====== Provided records ======

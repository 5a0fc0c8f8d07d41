//! Status command handler

use anyhow::Result;

use skipper_core::ItemStore;

use crate::output::{Output, OutputFormat};

/// Show status information
pub fn show(store: &ItemStore, output: &Output) -> Result<()> {
    let stats = store.stats();
    let config = store.config();
    let favorites = store.items().iter().filter(|item| item.favorite).count();

    match output.format {
        OutputFormat::Json => {
            println!(
                "{}",
                serde_json::json!({
                    "name": store.name(),
                    "storage": {
                        "data_dir": config.data_dir,
                        "items_exists": stats.items_exists,
                        "settings_exists": stats.settings_exists,
                        "items_size": stats.items_size,
                        "settings_size": stats.settings_size,
                        "total_size": stats.total_size()
                    },
                    "counts": {
                        "items": store.len(),
                        "favorites": favorites
                    }
                })
            );
        }
        OutputFormat::Quiet => {
            println!("{}", store.len());
        }
        OutputFormat::Human => {
            println!("Skipper Status");
            println!("==============");
            println!();
            println!("Name: {}", store.name());
            println!();
            println!("Storage:");
            println!("  Location: {}", config.data_dir.display());
            println!("  Size:     {}", stats.total_size_human());
            if !stats.items_exists {
                println!("  Items have not been written yet");
            }
            println!();
            println!("Contents:");
            println!("  Items:     {}", store.len());
            println!("  Favorites: {}", favorites);
        }
    }

    Ok(())
}
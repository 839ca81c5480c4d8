#![forbid(unsafe_code)]

mod rendering;

pub use rendering::{init_tracing, render_simulation_to_png, RenderConfig};
//! Shared helpers for the example binaries: tracing setup and PNG rendering
//! of a simulated field.
use anyhow::Result;
use circle_cover::prelude::*;
use image::{Rgb, RgbImage};
use tracing_subscriber::EnvFilter;

/// Initialize a compact tracing subscriber for the examples.
///
/// Respects `RUST_LOG`; defaults to `info`.
pub fn init_tracing() {
    tracing_subscriber::fmt()
        .with_env_filter(
            EnvFilter::try_from_default_env().unwrap_or_else(|_| EnvFilter::new("info")),
        )
        .compact()
        .init();
}

/// Configuration for rendering a simulation to a PNG.
#[derive(Debug, Clone)]
pub struct RenderConfig {
    /// Output image edge length in pixels (the field is square).
    pub image_size: u32,
    /// Background color.
    pub background: [u8; 3],
    /// Fill color for the circle disks.
    pub circle_color: [u8; 3],
    /// Color for points classified inside.
    pub inside_color: [u8; 3],
    /// Color for points classified outside.
    pub outside_color: [u8; 3],
}

impl Default for RenderConfig {
    fn default() -> Self {
        Self {
            image_size: 800,
            background: [26, 26, 26],
            circle_color: [90, 90, 90],
            inside_color: [240, 110, 60],
            outside_color: [70, 130, 220],
        }
    }
}

impl RenderConfig {
    /// Create a config with the given output image size.
    pub fn new(image_size: u32) -> Self {
        Self {
            image_size,
            ..Default::default()
        }
    }

    /// Set the background color.
    pub fn with_background(mut self, background: [u8; 3]) -> Self {
        self.background = background;
        self
    }

    /// Set the circle fill color.
    pub fn with_circle_color(mut self, circle_color: [u8; 3]) -> Self {
        self.circle_color = circle_color;
        self
    }

    /// Set the colors used for inside/outside points.
    pub fn with_point_colors(mut self, inside: [u8; 3], outside: [u8; 3]) -> Self {
        self.inside_color = inside;
        self.outside_color = outside;
        self
    }
}

/// Render the simulator's circles and currently committed points to a PNG.
///
/// Safe to call while the simulation is still running; only committed points
/// are drawn.
pub fn render_simulation_to_png(
    sim: &dyn Simulator,
    config: &RenderConfig,
    path: &str,
) -> Result<()> {
    let px = config.image_size;
    let scale = px as f32 / sim.size();
    let mut image = RgbImage::from_pixel(px, px, Rgb(config.background));

    // Circle disks first, points on top.
    for circle in sim.circles() {
        fill_disk(&mut image, circle, scale, Rgb(config.circle_color));
    }

    for point in sim.points() {
        let x = (point.x() * scale) as i64;
        let y = (point.y() * scale) as i64;
        let color = if point.is_inside() {
            Rgb(config.inside_color)
        } else {
            Rgb(config.outside_color)
        };
        put_pixel_checked(&mut image, x, y, color);
    }

    image.save(path)?;
    Ok(())
}

fn fill_disk(image: &mut RgbImage, circle: &Circle, scale: f32, color: Rgb<u8>) {
    let center = circle.center() * scale;
    let radius = circle.radius() * scale;
    let radius_squared = radius * radius;

    let min_x = (center.x - radius).floor() as i64;
    let max_x = (center.x + radius).ceil() as i64;
    let min_y = (center.y - radius).floor() as i64;
    let max_y = (center.y + radius).ceil() as i64;

    for y in min_y..=max_y {
        for x in min_x..=max_x {
            let dx = x as f32 + 0.5 - center.x;
            let dy = y as f32 + 0.5 - center.y;
            if dx * dx + dy * dy <= radius_squared {
                put_pixel_checked(image, x, y, color);
            }
        }
    }
}

fn put_pixel_checked(image: &mut RgbImage, x: i64, y: i64, color: Rgb<u8>) {
    if x >= 0 && y >= 0 && (x as u32) < image.width() && (y as u32) < image.height() {
        image.put_pixel(x as u32, y as u32, color);
    }
}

======

## What needs to be done
A complete answer reproduces every line of the records in which the word "disks" occurs.

## Exercise output
    /// Fill color for the circle disks.
    // Circle disks first, points on top.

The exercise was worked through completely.